How does the efficiency of the rocket engine using liquid propellants depend on the throttling setting? (Is it more or less efficient while working on eg.: 85% of its maximum thrust?). The rocket engine is in vacuum.
Corroborating Russell Borogove's answer, some Stennis test data I have from 1987 on three different SSMEs shows a small drop in Isp with power level. From 109% to 100% the Isp dropped about 0.08%. I can't find data at lower power levels but my recollection is that the trend continued, with a small degradation in Isp as you throttled down.
For reference, the original SSME could throttle from 109% to 65% of Reference Power Level. A "bi-stable turbopump anomaly" limited the lower end of the throttle range to 67% in the latter part of the program. The throttle range actually experienced in flight was from 65% to 104.5%.
It's surprisingly difficult to find a good answer to this question.
Generally, the rated full power level is where the engine is going to be most efficient.
According to Sutton's "Rocket Propulsion Elements", typical deep-throttling engines suffer between 1.5% and 9% reduction in specific impulse (fuel efficiency) at low power levels. It mentions an outlier, the engine in the Lance missile, which has an extraordinary 357:1 throttle range with 15% loss at the low end.

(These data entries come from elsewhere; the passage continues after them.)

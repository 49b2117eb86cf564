//! # V2L test bench charts
//!
//! Statistics and charts of the vehicle-to-load bench exports: OBD logger and
//! ETAS workbooks, and power-quality analyzer CSV files.
//!
//! Each analysis is a [pipeline](pipelines) run by its own binary:
//! the [loader] materializes a [MeasurementTable] (or a [CurveTable]),
//! the analysis derives [Summary] statistics, efficiencies or the
//! [PowerFactor], and [plot] renders the charts to PNG.

pub mod batch;
pub mod config;
pub mod efficiency;
pub mod error;
pub mod export;
pub mod loader;
pub mod phasor;
pub mod pipelines;
pub mod plot;
pub mod schema;
pub mod stats;
pub mod table;

pub use batch::BatchReport;
pub use efficiency::{corrected_efficiency, raw_efficiency, EfficiencyCurve, TestRecord};
pub use error::{Error, Result};
pub use phasor::{PhasorSummary, PowerFactor};
pub use schema::SheetSchema;
pub use stats::{Summary, TimeWindow};
pub use table::{CurveTable, MeasurementTable};
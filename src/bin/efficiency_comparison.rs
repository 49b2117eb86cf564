//! Efficiency comparison between vehicles

use std::path::PathBuf;
use structopt::StructOpt;
use v2l_charts::{config::ComparisonConfig, pipelines::comparison};

#[derive(Debug, StructOpt)]
#[structopt(name = "efficiency_comparison", about = "Efficiency comparison between vehicles")]
struct Opt {
    /// Workbook of efficiency curves
    #[structopt(short, long, parse(from_os_str))]
    input: Option<PathBuf>,
    /// Folder receiving comparison_eff
    #[structopt(short, long, parse(from_os_str))]
    output: Option<PathBuf>,
}

fn main() -> anyhow::Result<()> {
    env_logger::init();
    let opt = Opt::from_args();

    let mut config = ComparisonConfig::default();
    if let Some(arg) = opt.input {
        config = config.with_input(arg);
    }
    if let Some(arg) = opt.output {
        config = config.with_output(arg);
    }

    let report = comparison::run(&config)?;
    if !report.is_complete() {
        log::warn!("{} item(s) skipped", report.skipped.len());
    }
    Ok(())
}
//! Chart rendering
//!
//! Charts are described by a [ChartSpec] (series, axis assignment, colors and
//! limit policies) and drawn to PNG by [render]. The vector diagram of the
//! power-quality analysis has its own renderer in [phasor].

use plotters::style::RGBColor;
use std::{fs, io, path::Path, path::PathBuf};

mod chart;
pub mod phasor;
pub use chart::{
    render, Annotation, Axis, AxisSpec, ChartSpec, DetachedSample, Legend, Limits, Mark, Notes,
    NotesPlacement, Series,
};

#[derive(thiserror::Error, Debug)]
pub enum PlotError {
    #[error("failed to create the output folder {path:?}")]
    OutputDir {
        path: PathBuf,
        #[source]
        source: io::Error,
    },
    #[error("nothing to plot in {0:?}")]
    NoData(String),
    #[error("failed to draw the chart: {0}")]
    Draw(String),
}
type Result<T> = std::result::Result<T, PlotError>;

pub(crate) fn draw_error<E: std::fmt::Display>(e: E) -> PlotError {
    PlotError::Draw(e.to_string())
}

/// Creates `path` and its parents, nothing happens if it already exists
pub fn ensure_dir<P: AsRef<Path>>(path: P) -> Result<PathBuf> {
    let path = path.as_ref();
    fs::create_dir_all(path).map_err(|source| PlotError::OutputDir {
        path: path.to_path_buf(),
        source,
    })?;
    Ok(path.to_path_buf())
}

/// Named colors of the charts
pub mod colors {
    use plotters::style::RGBColor;

    pub const RED: RGBColor = RGBColor(214, 39, 40);
    pub const BLUE: RGBColor = RGBColor(31, 119, 180);
    pub const DARK_BLUE: RGBColor = RGBColor(0, 0, 139);
    pub const GREEN: RGBColor = RGBColor(0, 128, 0);
    pub const BLACK: RGBColor = RGBColor(0, 0, 0);
    pub const YELLOW: RGBColor = RGBColor(230, 200, 0);
    pub const CYAN: RGBColor = RGBColor(0, 190, 190);
    pub const ORANGE: RGBColor = RGBColor(255, 127, 14);
    pub const PURPLE: RGBColor = RGBColor(128, 0, 128);
    pub const GRAY: RGBColor = RGBColor(128, 128, 128);
    pub const WHEAT: RGBColor = RGBColor(245, 222, 179);
    /// color pairs of the efficiency comparison curves
    pub const PAIRS: [[RGBColor; 2]; 3] = [
        [RGBColor(31, 119, 180), RGBColor(174, 199, 232)],
        [RGBColor(44, 160, 44), RGBColor(152, 223, 138)],
        [RGBColor(148, 103, 189), RGBColor(197, 176, 213)],
    ];
}

/// Cycles through the Tableau 10 palette
pub fn palette() -> impl Iterator<Item = RGBColor> {
    colorous::TABLEAU10
        .iter()
        .cycle()
        .map(|c| RGBColor(c.r, c.g, c.b))
}

/// Formats a tick value without trailing zeros
pub fn tick_label(value: f64) -> String {
    let text = format!("{:.3}", value);
    let text = text.trim_end_matches('0').trim_end_matches('.');
    if text == "-0" {
        "0".to_string()
    } else {
        text.to_string()
    }
}
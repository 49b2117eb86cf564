//! Measurement tables
//!
//! A [MeasurementTable] is the materialized content of one sheet or file:
//! an ordered sequence of rows with a fixed set of named numeric fields.
//! Every retained row is complete, rows with a missing field never make it in.

use crate::stats::{Summary, TimeWindow};

#[derive(thiserror::Error, Debug)]
pub enum TableError {
    #[error("field {0:?} is not in the table")]
    MissingField(String),
    #[error("row has {found} values, table has {expected} fields")]
    RowWidth { expected: usize, found: usize },
    #[error("field {0:?} has no samples")]
    Empty(String),
}
type Result<T> = std::result::Result<T, TableError>;

#[derive(Debug, Clone, Default, PartialEq)]
pub struct MeasurementTable {
    fields: Vec<String>,
    columns: Vec<Vec<f64>>,
}
impl MeasurementTable {
    /// Creates an empty table with the given field names
    pub fn new<S: Into<String>>(fields: impl IntoIterator<Item = S>) -> Self {
        let fields: Vec<String> = fields.into_iter().map(|f| f.into()).collect();
        let columns = vec![Vec::new(); fields.len()];
        Self { fields, columns }
    }
    /// Appends a complete row
    pub fn push_row(&mut self, row: &[f64]) -> Result<()> {
        if row.len() != self.fields.len() {
            return Err(TableError::RowWidth {
                expected: self.fields.len(),
                found: row.len(),
            });
        }
        self.columns
            .iter_mut()
            .zip(row)
            .for_each(|(column, &value)| column.push(value));
        Ok(())
    }
    /// Appends a row if every value is present, returns whether it was kept
    pub fn push_complete(&mut self, row: &[Option<f64>]) -> Result<bool> {
        match row.iter().copied().collect::<Option<Vec<f64>>>() {
            Some(values) => self.push_row(&values).map(|_| true),
            None => Ok(false),
        }
    }
    pub fn fields(&self) -> &[String] {
        &self.fields
    }
    /// Number of rows
    pub fn len(&self) -> usize {
        self.columns.first().map_or(0, |c| c.len())
    }
    pub fn is_empty(&self) -> bool {
        self.len() == 0
    }
    /// Returns the values of a field
    pub fn column(&self, field: &str) -> Result<&[f64]> {
        self.fields
            .iter()
            .position(|f| f == field)
            .map(|i| self.columns[i].as_slice())
            .ok_or_else(|| TableError::MissingField(field.to_string()))
    }
    /// Returns the rows whose `time_field` value falls inside `window`
    pub fn within(&self, time_field: &str, window: TimeWindow) -> Result<Self> {
        let time = self.column(time_field)?;
        let keep: Vec<bool> = time.iter().map(|&t| window.contains(t)).collect();
        let columns = self
            .columns
            .iter()
            .map(|column| {
                column
                    .iter()
                    .zip(&keep)
                    .filter(|(_, k)| **k)
                    .map(|(&v, _)| v)
                    .collect()
            })
            .collect();
        Ok(Self {
            fields: self.fields.clone(),
            columns,
        })
    }
    /// Mean, min and max of a field
    pub fn summary(&self, field: &str) -> Result<Summary> {
        Summary::from_values(self.column(field)?)
            .ok_or_else(|| TableError::Empty(field.to_string()))
    }
}

/// A curve sampled at the abscissas of a [CurveTable], with missing samples
#[derive(Debug, Clone, Default, PartialEq)]
pub struct Curve {
    pub name: String,
    pub values: Vec<Option<f64>>,
}
impl Curve {
    pub fn new<S: Into<String>>(name: S) -> Self {
        Self {
            name: name.into(),
            values: Vec::new(),
        }
    }
}

/// Curves sharing one abscissa
#[derive(Debug, Clone, Default, PartialEq)]
pub struct CurveTable {
    pub x_name: String,
    pub x: Vec<f64>,
    pub curves: Vec<Curve>,
}
impl CurveTable {
    pub fn len(&self) -> usize {
        self.x.len()
    }
    pub fn is_empty(&self) -> bool {
        self.x.is_empty()
    }
    /// Multiplies every curve sample by `factor`
    pub fn scale(&mut self, factor: f64) -> &mut Self {
        self.curves
            .iter_mut()
            .flat_map(|c| c.values.iter_mut().flatten())
            .for_each(|v| *v *= factor);
        self
    }
    /// Makes sure `x` contains `sentinel`
    ///
    /// Only the 0.1 kW calibration point of the efficiency comparison uses
    /// this: when absent, a row is prepended at `sentinel` with every curve
    /// sample missing. Returns whether the row was inserted.
    pub fn ensure_sentinel(&mut self, sentinel: f64) -> bool {
        if self.x.iter().any(|&x| x == sentinel) {
            return false;
        }
        self.x.insert(0, sentinel);
        self.curves
            .iter_mut()
            .for_each(|c| c.values.insert(0, None));
        true
    }
}
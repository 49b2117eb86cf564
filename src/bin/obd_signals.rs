//! OBD HV signals and endurance charts

use std::path::PathBuf;
use structopt::StructOpt;
use v2l_charts::{config::ObdConfig, pipelines::obd};

#[derive(Debug, StructOpt)]
#[structopt(name = "obd_signals", about = "OBD HV signals and endurance charts")]
struct Opt {
    /// Folder of the OBD test workbooks
    #[structopt(short, long, parse(from_os_str))]
    input: Option<PathBuf>,
    /// Folder receiving processed_charts
    #[structopt(short, long, parse(from_os_str))]
    output: Option<PathBuf>,
}

fn main() -> anyhow::Result<()> {
    env_logger::init();
    let opt = Opt::from_args();

    let mut config = ObdConfig::default();
    if let Some(arg) = opt.input {
        config = config.with_input(arg);
    }
    if let Some(arg) = opt.output {
        config = config.with_output(arg);
    }

    let report = obd::run(&config)?;
    if !report.is_complete() {
        log::warn!("{} item(s) skipped", report.skipped.len());
    }
    Ok(())
}
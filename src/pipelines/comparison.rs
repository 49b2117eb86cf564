//! Efficiency comparison between vehicles
//!
//! One curve per workbook column against the output power, with the 0.1 kW
//! calibration point always on the axis and the known anomalous samples drawn
//! apart from their curve.

use crate::{
    batch::{self, BatchReport},
    config::{AnomalousSample, ComparisonConfig},
    error::Result,
    loader::workbook::{read_curves, Workbook},
    plot::{self, colors, AxisSpec, ChartSpec, DetachedSample, Legend, Limits, Mark, Series},
    table::{CurveTable, TableError},
};

pub const CHART: &str = "Efficiency Comparison Between Vehicles.png";

/// Index of the sample of `anomaly` once the sentinel row is accounted for
pub fn anomaly_index(anomaly: &AnomalousSample, sentinel_inserted: bool) -> usize {
    anomaly.row + usize::from(sentinel_inserted)
}

/// Curves in percent, with the sentinel abscissa
///
/// Returns whether the sentinel row was inserted.
pub fn prepare(mut curves: CurveTable, sentinel: f64) -> (CurveTable, bool) {
    let inserted = curves.ensure_sentinel(sentinel);
    if inserted {
        log::info!("{} kW added to the power axis", sentinel);
    }
    curves.scale(100.);
    (curves, inserted)
}

pub fn chart(curves: &CurveTable, inserted: bool, config: &ComparisonConfig) -> Result<ChartSpec> {
    let (x0, x1) = curves
        .x
        .iter()
        .fold(None, |acc: Option<(f64, f64)>, &x| match acc {
            None => Some((x, x)),
            Some((lo, hi)) => Some((lo.min(x), hi.max(x))),
        })
        .ok_or_else(|| TableError::Empty(curves.x_name.clone()))?;
    let x_axis = AxisSpec::new("Power (kW)").limits(Limits::Fixed(x0, x1));
    let mut spec = ChartSpec::new("Vehicle Efficiency Comparison", (1000, 600))
        .x_axis(x_axis.tick_step(config.x_tick))
        .y_axis(
            AxisSpec::new("Efficiency (%)")
                .limits(Limits::Fixed(0., 100.))
                .ticks(10),
        )
        .legend(Legend::LowerRight);
    for (i, curve) in curves.curves.iter().enumerate() {
        let color = colors::PAIRS[(i / 2) % colors::PAIRS.len()][i % 2];
        let mut series = Series::sparse(curve.name.as_str(), &curves.x, &curve.values)
            .color(color)
            .mark(Mark::LineMarkers);
        if let Some(anomaly) = config.anomalies.iter().find(|a| a.curve == curve.name) {
            let index = anomaly_index(anomaly, inserted);
            log::info!(
                "{}: sample {} drawn apart from the curve",
                curve.name,
                index
            );
            series = series.detach(DetachedSample {
                index,
                color: colors::RED,
                label: format!("{} row {}", curve.name, anomaly.row + 1),
            });
        }
        spec = spec.series(series);
    }
    Ok(spec)
}

pub fn run(config: &ComparisonConfig) -> Result<BatchReport> {
    batch::ensure_input(&config.input)?;
    let mut workbook = Workbook::open(&config.input)?;
    let (sheet, range) = workbook.first_sheet()?;
    let curves = read_curves(
        &range,
        &sheet,
        &config.power_column,
        &config.first_curve_column,
    )?;
    log::info!("{} efficiency curves in {}", curves.curves.len(), sheet);
    let (curves, inserted) = prepare(curves, config.sentinel);
    let dir = plot::ensure_dir(config.charts_dir())?;
    Ok(BatchReport::run(
        &[sheet],
        |sheet| sheet.clone(),
        |_| -> Result<()> {
            plot::render(&chart(&curves, inserted, config)?, dir.join(CHART))?;
            Ok(())
        },
    ))
}
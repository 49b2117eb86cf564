//! Rig constants of every analysis
//!
//! Each pipeline takes its own configuration; `Default` holds the values of
//! the test rig (paths, sheet layouts, time windows and calibration table).
//! Binaries only override the input and output paths.

use crate::{efficiency::TestRecord, schema::SheetSchema, stats::TimeWindow};
use std::path::PathBuf;

macro_rules! paths {
    ($($config:ident),+) => {
        $(
            impl $config {
                /// Replaces the input path
                pub fn with_input<P: Into<PathBuf>>(self, input: P) -> Self {
                    Self {
                        input: input.into(),
                        ..self
                    }
                }
                /// Replaces the output path
                pub fn with_output<P: Into<PathBuf>>(self, output: P) -> Self {
                    Self {
                        output: output.into(),
                        ..self
                    }
                }
            }
        )+
    };
}
paths!(
    EfficiencyConfig,
    ObdConfig,
    EtasConfig,
    DcdcConfig,
    HarmonicsConfig,
    WaveformConfig,
    ComparisonConfig
);

/// Workbook extensions of the OBD logger exports
pub const WORKBOOK_EXTENSIONS: [&str; 2] = ["xlsx", "xls"];

/// OBD efficiency curve
#[derive(Debug, Clone)]
pub struct EfficiencyConfig {
    /// folder of OBD workbooks
    pub input: PathBuf,
    /// the charts go into `<output>/processed_charts`
    pub output: PathBuf,
    pub schema: SheetSchema,
    pub window: TimeWindow,
    /// known tests, matched in order against the file names
    pub tests: Vec<TestRecord>,
}
impl EfficiencyConfig {
    /// Calibration offsets [kW] measured at no load, keyed by nominal load
    pub fn calibration() -> Vec<(f64, f64)> {
        vec![
            (0.1, 0.23874 / 0.95),
            (0.5, 0.23877 / 0.95),
            (0.6, 0.15857 / 0.95),
            (1., 0.23878 / 0.95),
            (2., 0.23859 / 0.95),
            (3., 0.2384 / 0.95),
            (3.3, 0.2389 / 0.95),
        ]
    }
    /// Offset of the nominal load `key`, 0 if it isn't calibrated
    pub fn offset(key: f64) -> f64 {
        Self::calibration()
            .into_iter()
            .find(|(k, _)| (k - key).abs() < 1e-9)
            .map_or(0., |(_, offset)| offset)
    }
    pub fn charts_dir(&self) -> PathBuf {
        self.output.join("processed_charts")
    }
}
impl Default for EfficiencyConfig {
    fn default() -> Self {
        let test = |pattern: &str, nominal: f64| TestRecord::new(pattern, nominal, Self::offset(nominal));
        Self {
            input: PathBuf::from("data/obd"),
            output: PathBuf::from("data/obd"),
            schema: SheetSchema::new(15).time("time", "D").field("power", "L"),
            window: TimeWindow::new(25., 170.),
            tests: vec![
                test("- eff 100W", 0.1),
                // 500 W at 20% SOC, calibrated apart from the 500 W curve point
                TestRecord::new("- eff 500W - 20", 0.5, Self::offset(0.6)).overlay("500W"),
                test("- eff 500W", 0.5),
                test("- eff 1000W", 1.),
                test("- eff 2000W", 2.),
                test("- eff 3000W", 3.),
                test("- eff 3300W", 3.3),
            ],
        }
    }
}

/// OBD signal charts
#[derive(Debug, Clone)]
pub struct ObdConfig {
    /// folder of OBD workbooks
    pub input: PathBuf,
    /// the charts go into `<output>/processed_charts`
    pub output: PathBuf,
    pub schema: SheetSchema,
    /// file name of the endurance test, inside `input`
    pub endurance: Option<String>,
    pub endurance_schema: SheetSchema,
}
impl ObdConfig {
    pub fn charts_dir(&self) -> PathBuf {
        self.output.join("processed_charts")
    }
}
impl Default for ObdConfig {
    fn default() -> Self {
        Self {
            input: PathBuf::from("data/obd"),
            output: PathBuf::from("data/obd"),
            schema: SheetSchema::new(15)
                .time("time", "D")
                .field("voltage", "N")
                .field("current", "O")
                .field("soc", "K")
                .field("power", "L"),
            endurance: Some("20F4-10-31 09-37-13- 3h test.xlsx".into()),
            endurance_schema: SheetSchema::new(15)
                .time("time", "D")
                .field("voltage", "N")
                .field("soc", "K")
                .field("temperature", "Y"),
        }
    }
}

/// ETAS acquisition signals
#[derive(Debug, Clone)]
pub struct EtasConfig {
    /// ETAS workbook, one test per sheet
    pub input: PathBuf,
    /// one folder per sheet
    pub output: PathBuf,
    pub schema: SheetSchema,
    /// margin of the V2L current axis, as a fraction of its span
    pub v2l_margin: f64,
}
impl Default for EtasConfig {
    fn default() -> Self {
        Self {
            input: PathBuf::from("data/etas/Etas_kona_excel_V2L.xlsx"),
            output: PathBuf::from("data/etas/processed_signals"),
            schema: SheetSchema::new(4)
                .time("time", "A")
                .field("ADS1_CH1", "B")
                .field("ADS1_CH2", "C")
                .field("ADS1_CH3", "D")
                .field("ADS2_CH3", "F"),
            v2l_margin: 0.1,
        }
    }
}

/// ETAS DC/DC converter power
#[derive(Debug, Clone)]
pub struct DcdcConfig {
    /// ETAS workbook, one test per sheet
    pub input: PathBuf,
    pub output: PathBuf,
    pub schema: SheetSchema,
    pub window: TimeWindow,
    /// margin of the power axis, as a fraction of the power peak
    pub power_margin: f64,
}
impl Default for DcdcConfig {
    fn default() -> Self {
        Self {
            input: PathBuf::from("data/etas/ETAS_Kona_EXCEL_V2L_POT.xlsx"),
            output: PathBuf::from("data/etas/Pot_DCDC"),
            schema: SheetSchema::new(4)
                .time("time", "A")
                .field("current", "B")
                .field("voltage", "C")
                .field("power", "D"),
            window: TimeWindow::new(150., 175.),
            power_margin: 0.9,
        }
    }
}

/// Power-quality analyzer harmonics
#[derive(Debug, Clone)]
pub struct HarmonicsConfig {
    /// folder of analyzer CSV exports
    pub input: PathBuf,
    /// one folder per CSV file
    pub output: PathBuf,
    pub time_field: String,
    pub voltage_range: (f64, f64),
    pub voltage_tick: f64,
    pub current_range: (f64, f64),
    pub harmonics_range: (f64, f64),
}
impl Default for HarmonicsConfig {
    fn default() -> Self {
        Self {
            input: PathBuf::from("data/hioki/csv"),
            output: PathBuf::from("data/hioki/charts"),
            time_field: "Time".into(),
            voltage_range: (0., 240.),
            voltage_tick: 60.,
            current_range: (0., 20.),
            harmonics_range: (0., 1.5),
        }
    }
}

/// Power-quality analyzer waveforms
#[derive(Debug, Clone)]
pub struct WaveformConfig {
    /// folder of headerless waveform CSV files
    pub input: PathBuf,
    /// results go into `<output>/<file stem>`
    pub output: PathBuf,
    pub current_range: (f64, f64),
}
impl Default for WaveformConfig {
    fn default() -> Self {
        Self {
            input: PathBuf::from("data/hioki/waveforms"),
            output: PathBuf::from("data/hioki/waveforms"),
            current_range: (-25., 25.),
        }
    }
}

/// Explicit override of one sample of one curve
#[derive(Debug, Clone, PartialEq)]
pub struct AnomalousSample {
    /// curve name, from the header row
    pub curve: String,
    /// 0-based index of the data row in the workbook
    pub row: usize,
}

/// Efficiency comparison between vehicles
#[derive(Debug, Clone)]
pub struct ComparisonConfig {
    /// workbook of efficiency curves
    pub input: PathBuf,
    /// the chart goes into `<output>/comparison_eff`
    pub output: PathBuf,
    pub power_column: String,
    pub first_curve_column: String,
    /// power [kW] that must appear on the X axis
    pub sentinel: f64,
    /// samples left out of their curve and drawn as markers
    pub anomalies: Vec<AnomalousSample>,
    pub x_tick: f64,
}
impl ComparisonConfig {
    pub fn charts_dir(&self) -> PathBuf {
        self.output.join("comparison_eff")
    }
}
impl Default for ComparisonConfig {
    fn default() -> Self {
        let anomaly = |curve: &str| AnomalousSample {
            curve: curve.into(),
            row: 3,
        };
        Self {
            input: PathBuf::from("data/comparison/efficiency.xlsx"),
            output: PathBuf::from("data/comparison"),
            power_column: "B".into(),
            first_curve_column: "C".into(),
            sentinel: 0.1,
            anomalies: vec![anomaly("G"), anomaly("H")],
            x_tick: 0.5,
        }
    }
}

I found a poorly labeled and confusing graph that suggests that the CECE upper stage engine suffers about 5% when throttled far down.
If you cared to, you could design an "afterburning" rocket engine, dumping extra fuel or oxidizer (or any other working fluid, for that matter) into the nozzle; this would give you a big thrust boost, cooler (and possibly dirtier) exhaust, and a large loss in efficiency. Thus power could be increased beyond the point of peak efficiency.
(Apparently AJR has patented a variation on this, injecting both fuel and oxidizer into the nozzle -- effectively using the upper part of the nozzle as combustion chamber, for a more appropriate expansion ratio at sea level, apparently?)